Handheld gaming is an admittedly tough market, one in which only Nintendo has managed to thrive for quite some time. The arrival of smartphones undermined the industry considerably, as people suddenly had a device capable of engrossing games already – even if painfully many of them are microtransaction hells, designed to suck as much money as possible out of you.
When the PlayStation Portable came out in 2004, the iPhone was still just a twinkle in Steve Jobs’s eye. Smartphones, though an instant success, also took some years more to fully permeate the culture. Though experiments like UMD films were a bit of a flop, overall, the console was able to thrive, and it offered a surprisingly rich multimedia experience for the time.
However, when what was essentially the “PSP2,” the Playstation Vita, was released in late 2011, the damage was done. People already had a screen in their pocket that could play games and other media on the go. The features that set it apart from Nintendo now were less relevant in the market. Game companies began chasing the easy cash of mobile microtransactions. The library, while it had several gems, was small, and consisted of a lot of remakes and re-releases.
However, since then, Nintendo has pioneered a highly successful approach to mobile gaming in the form of the Switch. Rather than take a console-first approach, in the case of the upcoming PlayStation Portal, they instead took a handheld-first approach, where the device can easily be used on a bigger screen. The PlayStation Portal’s approach is more reminiscent of the Wii U, which was a commercial failure.
There are already Remote Play apps that enable playing PlayStation 5 apps on other devices, once again, making this redundant to what the market demands. Remote Play also can be flaky and laggy compared to playing something natively, which means high-risk gameplay will have a degraded experience no matter how they play on the device. Instead, Sony should have taken the approach of crafting a proper successor to the Vita that tries to offer their own spin on what defined the Switch.

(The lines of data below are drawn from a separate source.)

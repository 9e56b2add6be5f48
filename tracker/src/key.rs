//! # Ledger Key Codec
//!
//! Turns a `(token, policy)` pair into the string the ledger is indexed by,
//! and back again.
//!
//! The canonical form is a compact JSON object holding the policy's fields
//! plus a `token` field, with field names sorted lexicographically:
//!
//! ```text
//! {"action":"exchange","fee":3000,"token":"0xTOKEN"}
//! {"action":"transfer","to":"0xABC","token":"0xTOKEN"}
//! ```
//!
//! Sorting only canonicalizes the top level. A nested object would keep
//! whatever order its producer used, so nested values are rejected in both
//! directions instead of being half-canonicalized.

use std::collections::BTreeMap;
use std::fmt;

use serde::{Deserialize, Serialize};
use serde_json::Value;
use thiserror::Error;

use crate::policy::{DispositionPolicy, TokenId};

/// Field name the token is stored under inside a canonical key.
pub const TOKEN_FIELD: &str = "token";

// ---------------------------------------------------------------------------
// Errors
// ---------------------------------------------------------------------------

/// Errors from encoding or decoding a ledger key.
#[derive(Debug, Clone, PartialEq, Eq, Error)]
pub enum KeyError {
    /// The key text is not a JSON object.
    #[error("malformed ledger key {key:?}: {reason}")]
    Malformed {
        /// The offending key text.
        key: String,
        /// Parser message.
        reason: String,
    },

    /// The key has no `token` field.
    #[error("ledger key {0:?} has no token field")]
    MissingToken(String),

    /// The `token` field exists but is not a string.
    #[error("ledger key {0:?} has a non-string token field")]
    TokenNotString(String),

    /// A field holds an object or array.
    #[error("field {field:?} is nested; ledger keys must be flat")]
    Nested {
        /// Name of the nested field.
        field: String,
    },

    /// A policy declared a field that collides with the token field.
    #[error("policy field {0:?} is reserved for the token")]
    ReservedField(String),

    /// The non-token fields do not describe a known policy.
    #[error("unknown disposition policy in ledger key {key:?}: {reason}")]
    UnknownPolicy {
        /// The offending key text.
        key: String,
        /// Deserializer message.
        reason: String,
    },
}

// ---------------------------------------------------------------------------
// CanonicalKey
// ---------------------------------------------------------------------------

/// The serialized form of a [`LedgerKey`]. This is what the ledger stores.
#[derive(Clone, Debug, PartialEq, Eq, Hash, PartialOrd, Ord, Serialize, Deserialize)]
#[serde(transparent)]
pub struct CanonicalKey(String);

impl CanonicalKey {
    /// Wraps key text without validating it. Decoding will catch garbage.
    pub fn from_raw(raw: impl Into<String>) -> Self {
        Self(raw.into())
    }

    pub fn as_str(&self) -> &str {
        &self.0
    }

    /// Recovers the `(token, policy)` pair this key was encoded from.
    pub fn decode(&self) -> Result<LedgerKey, KeyError> {
        let value: Value = serde_json::from_str(&self.0).map_err(|e| KeyError::Malformed {
            key: self.0.clone(),
            reason: e.to_string(),
        })?;

        let Value::Object(mut fields) = value else {
            return Err(KeyError::Malformed {
                key: self.0.clone(),
                reason: "expected a JSON object".to_string(),
            });
        };

        if let Some((field, _)) = fields.iter().find(|(_, v)| v.is_object() || v.is_array()) {
            return Err(KeyError::Nested {
                field: field.clone(),
            });
        }

        let token = match fields.remove(TOKEN_FIELD) {
            Some(Value::String(token)) => TokenId::new(token),
            Some(_) => return Err(KeyError::TokenNotString(self.0.clone())),
            None => return Err(KeyError::MissingToken(self.0.clone())),
        };

        let policy = serde_json::from_value(Value::Object(fields)).map_err(|e| {
            KeyError::UnknownPolicy {
                key: self.0.clone(),
                reason: e.to_string(),
            }
        })?;

        Ok(LedgerKey { token, policy })
    }
}

impl fmt::Display for CanonicalKey {
    fn fmt(&self, f: &mut fmt::Formatter<'_>) -> fmt::Result {
        f.write_str(&self.0)
    }
}

// ---------------------------------------------------------------------------
// LedgerKey
// ---------------------------------------------------------------------------

/// One accumulation bucket: a token under a disposition policy.
#[derive(Clone, Debug, PartialEq, Eq, Hash)]
pub struct LedgerKey {
    pub token: TokenId,
    pub policy: DispositionPolicy,
}

impl LedgerKey {
    pub fn new(policy: DispositionPolicy, token: TokenId) -> Self {
        Self { token, policy }
    }

    /// Serializes this pair into its canonical, order-independent form.
    pub fn encode(&self) -> Result<CanonicalKey, KeyError> {
        let value = serde_json::to_value(&self.policy).map_err(|e| KeyError::Malformed {
            key: self.policy.to_string(),
            reason: e.to_string(),
        })?;
        let Value::Object(fields) = value else {
            return Err(KeyError::Malformed {
                key: self.policy.to_string(),
                reason: "policy did not serialize to an object".to_string(),
            });
        };

        let mut flat: BTreeMap<String, Value> = BTreeMap::new();
        for (name, value) in fields {
            if name == TOKEN_FIELD {
                return Err(KeyError::ReservedField(name));
            }
            if value.is_object() || value.is_array() {
                return Err(KeyError::Nested { field: name });
            }
            flat.insert(name, value);
        }
        flat.insert(
            TOKEN_FIELD.to_string(),
            Value::String(self.token.as_str().to_string()),
        );

        // BTreeMap iterates in key order, so the output is sorted no matter
        // how serde_json's own Map is configured.
        serde_json::to_string(&flat)
            .map(CanonicalKey)
            .map_err(|e| KeyError::Malformed {
                key: self.policy.to_string(),
                reason: e.to_string(),
            })
    }
}

#[cfg(test)]
mod tests {
    use super::*;

    fn token() -> TokenId {
        TokenId::new("0xTOKEN")
    }

    #[test]
    fn encode_sorts_fields() {
        let key = LedgerKey::new(DispositionPolicy::exchange(3000), token())
            .encode()
            .unwrap();
        assert_eq!(
            key.as_str(),
            r#"{"action":"exchange","fee":3000,"token":"0xTOKEN"}"#
        );

        let key = LedgerKey::new(DispositionPolicy::transfer("0xABC"), token())
            .encode()
            .unwrap();
        assert_eq!(
            key.as_str(),
            r#"{"action":"transfer","to":"0xABC","token":"0xTOKEN"}"#
        );
    }

    #[test]
    fn encode_is_deterministic() {
        let a = LedgerKey::new(DispositionPolicy::transfer("0xABC"), token());
        let b = LedgerKey::new(DispositionPolicy::transfer("0xABC"), token());
        assert_eq!(a.encode().unwrap(), b.encode().unwrap());
    }

    #[test]
    fn policies_parsed_in_any_field_order_encode_identically() {
        let p1: DispositionPolicy =
            serde_json::from_str(r#"{"fee":500,"action":"exchange"}"#).unwrap();
        let p2: DispositionPolicy =
            serde_json::from_str(r#"{"action":"exchange","fee":500}"#).unwrap();
        assert_eq!(
            LedgerKey::new(p1, token()).encode().unwrap(),
            LedgerKey::new(p2, token()).encode().unwrap()
        );
    }

    #[test]
    fn distinct_pairs_get_distinct_keys() {
        let a = LedgerKey::new(DispositionPolicy::exchange(500), token()).encode().unwrap();
        let b = LedgerKey::new(DispositionPolicy::exchange(3000), token()).encode().unwrap();
        let c = LedgerKey::new(DispositionPolicy::exchange(500), TokenId::new("0xOTHER"))
            .encode()
            .unwrap();
        assert_ne!(a, b);
        assert_ne!(a, c);
    }

    #[test]
    fn decode_inverts_encode() {
        for policy in [
            DispositionPolicy::exchange(10_000),
            DispositionPolicy::transfer("0xDEST"),
        ] {
            let key = LedgerKey::new(policy, token());
            assert_eq!(key.encode().unwrap().decode().unwrap(), key);
        }
    }

    #[test]
    fn decode_accepts_unsorted_input() {
        let raw = CanonicalKey::from_raw(r#"{"token":"0xT","to":"0xD","action":"transfer"}"#);
        let key = raw.decode().unwrap();
        assert_eq!(key.token, TokenId::new("0xT"));
        assert_eq!(key.policy, DispositionPolicy::transfer("0xD"));
    }

    #[test]
    fn decode_missing_token_fails() {
        let raw = CanonicalKey::from_raw(r#"{"action":"exchange","fee":3000}"#);
        assert!(matches!(raw.decode(), Err(KeyError::MissingToken(_))));
    }

    #[test]
    fn decode_non_string_token_fails() {
        let raw = CanonicalKey::from_raw(r#"{"action":"exchange","fee":3000,"token":42}"#);
        assert!(matches!(raw.decode(), Err(KeyError::TokenNotString(_))));
    }

    #[test]
    fn decode_rejects_nested_fields() {
        let raw = CanonicalKey::from_raw(
            r#"{"action":"exchange","fee":{"tier":3000},"token":"0xT"}"#,
        );
        assert_eq!(
            raw.decode(),
            Err(KeyError::Nested {
                field: "fee".to_string()
            })
        );
    }

    #[test]
    fn decode_rejects_garbage() {
        assert!(matches!(
            CanonicalKey::from_raw("not json").decode(),
            Err(KeyError::Malformed { .. })
        ));
        assert!(matches!(
            CanonicalKey::from_raw("[1,2]").decode(),
            Err(KeyError::Malformed { .. })
        ));
    }

    #[test]
    fn decode_unknown_action_fails() {
        let raw = CanonicalKey::from_raw(r#"{"action":"burn","token":"0xT"}"#);
        assert!(matches!(raw.decode(), Err(KeyError::UnknownPolicy { .. })));
    }
}
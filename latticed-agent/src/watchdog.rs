use std::collections::HashMap;

/// Tracks per-node outstanding RPC deadlines so a background sweep can
/// notice a node stuck past its `COMMAND_TIMEOUT` without blocking on
/// an individual socket read. Generalizes `submerge-net`'s
/// `Node::requests: BTreeMap<i64, Request>` pending-request bookkeeping
/// from "indexed by message sequence" to "indexed by node name", since
/// the unit of retry here is node responsiveness, not message identity.
#[derive(Default)]
pub struct Watchdog {
    deadlines: HashMap<String, u64>,
}

impl Watchdog {
    pub fn new() -> Watchdog {
        Watchdog::default()
    }

    pub fn arm(&mut self, node: &str, deadline_ms: u64) {
        self.deadlines.insert(node.to_string(), deadline_ms);
    }

    pub fn disarm(&mut self, node: &str) {
        self.deadlines.remove(node);
    }

    /// Nodes whose deadline has passed as of `now_ms`, per the
    /// `WDOG_POLL` sweep; each is removed once reported.
    pub fn sweep(&mut self, now_ms: u64) -> Vec<String> {
        let expired: Vec<String> = self
            .deadlines
            .iter()
            .filter(|(_, &deadline)| deadline <= now_ms)
            .map(|(node, _)| node.clone())
            .collect();
        for node in &expired {
            self.deadlines.remove(node);
        }
        expired
    }
}

#[cfg(test)]
mod test {
    use super::*;
    use test_log::test;

    #[test]
    fn armed_node_expires_after_its_deadline() {
        let mut w = Watchdog::new();
        w.arm("n0", 1_000);
        assert!(w.sweep(999).is_empty());
        assert_eq!(w.sweep(1_000), vec!["n0".to_string()]);
        assert!(w.sweep(2_000).is_empty());
    }

    #[test]
    fn disarm_cancels_the_deadline() {
        let mut w = Watchdog::new();
        w.arm("n0", 1_000);
        w.disarm("n0");
        assert!(w.sweep(1_000).is_empty());
    }
}
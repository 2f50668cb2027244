//! The resource table: every node and partition the controller knows
//! about, addressed by stable index and guarded by one `RwLock`.
//!
//! Lock order across the controller is fixed as config -> jobs ->
//! nodes -> partitions; callers holding a jobs-table lock may take
//! this table's lock, never the reverse.

use crate::node::{ConfigRecord, NodeIdx, NodeRecord, NodeState};
use crate::partition::Partition;
use latticed_base::{hostlist_expand, invalid_input, not_found, Bitmap, Result};
use std::collections::HashMap;
use std::sync::{Arc, RwLock};
use tracing::{info, warn};

struct Inner {
    nodes: Vec<NodeRecord>,
    by_name: HashMap<String, NodeIdx>,
    partitions: HashMap<String, Partition>,
    /// feature name -> bitmap of nodes advertising it, kept in step
    /// with `nodes` so a feature query never walks the whole table.
    features: HashMap<String, Bitmap>,
    configs: HashMap<ConfigRecord, Arc<ConfigRecord>>,
}

pub struct ResourceTable {
    inner: RwLock<Inner>,
}

impl ResourceTable {
    pub fn new() -> ResourceTable {
        ResourceTable {
            inner: RwLock::new(Inner {
                nodes: Vec::new(),
                by_name: HashMap::new(),
                partitions: HashMap::new(),
                features: HashMap::new(),
                configs: HashMap::new(),
            }),
        }
    }

    /// Intern a config record, returning the shared copy if an
    /// identical one is already known.
    fn intern_config(inner: &mut Inner, config: ConfigRecord) -> Arc<ConfigRecord> {
        if let Some(existing) = inner.configs.get(&config) {
            return existing.clone();
        }
        let arc = Arc::new(config.clone());
        inner.configs.insert(config, arc.clone());
        arc
    }

    /// Register one node, interning its config record and indexing its
    /// advertised features. Returns the node's new stable index.
    pub fn register_node(
        &self,
        name: String,
        comm_address: String,
        hostname: String,
        port: u16,
        weight: u32,
        config: ConfigRecord,
    ) -> Result<NodeIdx> {
        let mut inner = self.inner.write().unwrap();
        if inner.by_name.contains_key(&name) {
            return Err(invalid_input(format!("node {name} already registered")));
        }
        let config = Self::intern_config(&mut inner, config);
        let idx = NodeIdx(inner.nodes.len() as u32);
        let features = config.feature_set.clone();
        inner.nodes.push(NodeRecord {
            name: name.clone(),
            comm_address,
            hostname,
            port,
            weight,
            state: NodeState::idle(),
            last_response_unix_ms: 0,
            reason: None,
            config,
            reserved_cores: Bitmap::alloc(0),
        });
        inner.by_name.insert(name, idx);
        let node_count = inner.nodes.len();
        // Every feature bitmap must stay sized to the full node count
        // so `nodes_with_features` can always AND them together.
        for bitmap in inner.features.values_mut() {
            if bitmap.size() < node_count {
                bitmap.realloc(node_count);
            }
        }
        for feature in features {
            let bitmap = inner
                .features
                .entry(feature)
                .or_insert_with(|| Bitmap::alloc(node_count));
            bitmap.set(idx.0 as usize);
        }
        info!(node = %inner.nodes[idx.0 as usize].name, "node registered");
        Ok(idx)
    }

    /// Register every hostname `pattern` expands to (see
    /// `latticed_base::hostlist_expand`) with the same config and a
    /// `comm_address`/`port` derived per-host.
    pub fn register_node_pattern(
        &self,
        pattern: &str,
        port: u16,
        weight: u32,
        config: ConfigRecord,
    ) -> Result<Vec<NodeIdx>> {
        let mut out = Vec::new();
        for name in hostlist_expand(pattern)? {
            let idx = self.register_node(
                name.clone(),
                name.clone(),
                name.clone(),
                port,
                weight,
                config.clone(),
            )?;
            out.push(idx);
        }
        Ok(out)
    }

    /// Fast-path lookup: a single-node `localhost`-only table (the
    /// common case for a smoke-test cluster) skips the hash lookup
    /// entirely.
    pub fn lookup_by_name(&self, name: &str) -> Option<NodeIdx> {
        let inner = self.inner.read().unwrap();
        if inner.nodes.len() == 1 && inner.nodes[0].name == "localhost" {
            return Some(NodeIdx(0));
        }
        inner.by_name.get(name).copied()
    }

    pub fn with_node<T>(&self, idx: NodeIdx, f: impl FnOnce(&NodeRecord) -> T) -> Result<T> {
        let inner = self.inner.read().unwrap();
        let rec = inner
            .nodes
            .get(idx.0 as usize)
            .ok_or_else(|| not_found(format!("node index {} out of range", idx.0)))?;
        Ok(f(rec))
    }

    pub fn with_node_mut<T>(
        &self,
        idx: NodeIdx,
        f: impl FnOnce(&mut NodeRecord) -> T,
    ) -> Result<T> {
        let mut inner = self.inner.write().unwrap();
        let rec = inner
            .nodes
            .get_mut(idx.0 as usize)
            .ok_or_else(|| not_found(format!("node index {} out of range", idx.0)))?;
        Ok(f(rec))
    }

    pub fn mark_no_respond(&self, idx: NodeIdx) -> Result<()> {
        self.with_node_mut(idx, |n| {
            n.state.flags.no_respond = true;
            warn!(node = %n.name, "marked NO_RESPOND");
        })
    }

    pub fn record_response(&self, idx: NodeIdx, unix_ms: u64) -> Result<()> {
        self.with_node_mut(idx, |n| {
            n.state.flags.no_respond = false;
            n.last_response_unix_ms = unix_ms;
        })
    }

    pub fn make_node_idle(&self, idx: NodeIdx) -> Result<()> {
        self.with_node_mut(idx, |n| {
            n.state.base = crate::node::BaseState::Idle;
        })
    }

    pub fn set_down(&self, idx: NodeIdx, reason: String) -> Result<()> {
        self.with_node_mut(idx, |n| {
            n.state.base = crate::node::BaseState::Down;
            n.reason = Some(reason);
        })
    }

    /// Node indices carrying every feature in `required`, computed by
    /// AND-ing each feature's bitmap.
    pub fn nodes_with_features(&self, required: &[String]) -> Result<Bitmap> {
        let inner = self.inner.read().unwrap();
        let node_count = inner.nodes.len();
        let mut acc = Bitmap::alloc(node_count);
        acc.set_all();
        for feature in required {
            let bitmap = inner
                .features
                .get(feature)
                .ok_or_else(|| not_found(format!("feature {feature} unknown")))?;
            acc.and(bitmap);
        }
        Ok(acc)
    }

    pub fn add_partition(&self, partition: Partition) {
        let mut inner = self.inner.write().unwrap();
        inner.partitions.insert(partition.name.clone(), partition);
    }

    pub fn partition_nodes(&self, name: &str) -> Result<Vec<NodeIdx>> {
        let inner = self.inner.read().unwrap();
        inner
            .partitions
            .get(name)
            .map(|p| p.nodes.clone())
            .ok_or_else(|| not_found(format!("partition {name} unknown")))
    }

    pub fn default_partition(&self) -> Option<String> {
        let inner = self.inner.read().unwrap();
        inner
            .partitions
            .values()
            .find(|p| p.is_default)
            .map(|p| p.name.clone())
    }

    pub fn node_count(&self) -> usize {
        self.inner.read().unwrap().nodes.len()
    }

    /// `(name, state)` for every node, in index order — for snapshotting.
    pub fn node_states(&self) -> Vec<(String, NodeState)> {
        self.inner.read().unwrap().nodes.iter().map(|n| (n.name.clone(), n.state)).collect()
    }

    /// Restores a node's persisted state by name. Nodes named in a
    /// snapshot but absent from the current config are skipped with a
    /// warning rather than treated as an error — a node dropped from
    /// config between a snapshot and a restart is not this table's problem.
    pub fn restore_node_state(&self, name: &str, state: NodeState) {
        match self.lookup_by_name(name) {
            Some(idx) => {
                let _ = self.with_node_mut(idx, |n| n.state = state);
            }
            None => warn!(node = name, "snapshot names a node absent from current config, skipping"),
        }
    }

    /// Every partition's name and member node indices, in no
    /// particular order — for snapshotting.
    pub fn partition_snapshot(&self) -> Vec<Partition> {
        self.inner.read().unwrap().partitions.values().cloned().collect()
    }
}

impl Default for ResourceTable {
    fn default() -> ResourceTable {
        ResourceTable::new()
    }
}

Ultimately, this just seems like another handheld blunder on Sony’s part. In the process of trying to take an entirely different approach to handheld gaming, they overlooked how they could instead adapt the past to match successful competitors. We should have had a PlayStation equivalent of a Switch that, while obviously not as powerful as a PlayStation 5, could offer a compelling experience that could easily be hooked up to a larger screen.